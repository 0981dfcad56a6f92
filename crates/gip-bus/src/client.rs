//! Per-client state.

use std::sync::{Arc, Mutex};

use tokio::sync::mpsc;
use tokio::task::JoinHandle;

use gip_core::audio::AudioConfig;
use gip_core::identify::{AudioFormatPair, IdentifyData};
use gip_core::message::Announce;

use crate::audio::AudioRing;
use crate::chunk::ChunkBuffer;
use crate::driver::Driver;

/// Lifecycle of a client on the bus.
///
/// Announce moves Connected → Announced, an Identify reply moves
/// Announced → Identified, and a Status with the connected bit clear
/// moves any state to Disconnected.
#[derive(Debug, Clone, Copy, Default, PartialEq, Eq)]
pub enum Lifecycle {
    #[default]
    Connected,
    Announced,
    Identified,
    Disconnected,
}

#[derive(Default)]
pub(crate) struct ClientState {
    pub lifecycle: Lifecycle,
    pub announce: Option<Announce>,
    pub identify: Option<IdentifyData>,
    pub audio_in: Option<AudioConfig>,
    pub audio_out: Option<AudioConfig>,
    /// Format pair proposed to the device, awaiting acceptance.
    pub pending_audio: Option<(u8, u8)>,
}

pub(crate) struct AuthHandle {
    pub tx: mpsc::UnboundedSender<Vec<u8>>,
    pub task: JoinHandle<()>,
}

/// One logical device behind the adapter, identified by the client nibble
/// of the options byte.
pub struct Client {
    id: u8,
    pub(crate) state: Mutex<ClientState>,
    /// One-slot chunk reassembly buffer. Touched only by the receive
    /// path, which is serialised per transport.
    pub(crate) chunk: Mutex<Option<ChunkBuffer>>,
    /// Bound driver. The async mutex is the probe/remove semaphore: an
    /// in-flight dispatch holds it, so removal waits the callback out.
    pub(crate) driver: tokio::sync::Mutex<Option<Arc<dyn Driver>>>,
    pub(crate) auth: Mutex<Option<AuthHandle>>,
    pub(crate) audio_task: Mutex<Option<JoinHandle<()>>>,
    ring: Arc<AudioRing>,
}

impl Client {
    pub(crate) fn new(id: u8) -> Arc<Self> {
        Arc::new(Self {
            id,
            state: Mutex::new(ClientState::default()),
            chunk: Mutex::new(None),
            driver: tokio::sync::Mutex::new(None),
            auth: Mutex::new(None),
            audio_task: Mutex::new(None),
            ring: Arc::new(AudioRing::with_default_capacity()),
        })
    }

    pub fn id(&self) -> u8 {
        self.id
    }

    pub fn lifecycle(&self) -> Lifecycle {
        self.state.lock().unwrap().lifecycle
    }

    pub(crate) fn set_lifecycle(&self, lifecycle: Lifecycle) {
        self.state.lock().unwrap().lifecycle = lifecycle;
    }

    pub fn is_identified(&self) -> bool {
        self.lifecycle() == Lifecycle::Identified
    }

    pub fn announce(&self) -> Option<Announce> {
        self.state.lock().unwrap().announce.clone()
    }

    pub fn class_names(&self) -> Vec<String> {
        self.state
            .lock()
            .unwrap()
            .identify
            .as_ref()
            .map(|identify| identify.class_names().to_vec())
            .unwrap_or_default()
    }

    pub fn audio_formats(&self) -> Vec<AudioFormatPair> {
        self.state
            .lock()
            .unwrap()
            .identify
            .as_ref()
            .and_then(|identify| identify.audio_formats.clone())
            .unwrap_or_default()
    }

    /// Negotiated configs once both sides have accepted.
    pub fn audio_configs(&self) -> Option<(AudioConfig, AudioConfig)> {
        let state = self.state.lock().unwrap();
        match (state.audio_in, state.audio_out) {
            (Some(inbound), Some(outbound)) if inbound.valid && outbound.valid => {
                Some((inbound, outbound))
            }
            _ => None,
        }
    }

    /// The outbound PCM ring the audio timer drains.
    pub fn audio_ring(&self) -> Arc<AudioRing> {
        self.ring.clone()
    }

    /// Abort the client's background tasks and drop transient buffers.
    /// Called on unregister and on adapter teardown.
    pub(crate) fn cancel_tasks(&self) {
        if let Some(auth) = self.auth.lock().unwrap().take() {
            auth.task.abort();
        }
        if let Some(task) = self.audio_task.lock().unwrap().take() {
            task.abort();
        }
        self.chunk.lock().unwrap().take();
    }
}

The task> Using the material, count every line where the word "mpsc" appears and give only the number.

Expected answer> 2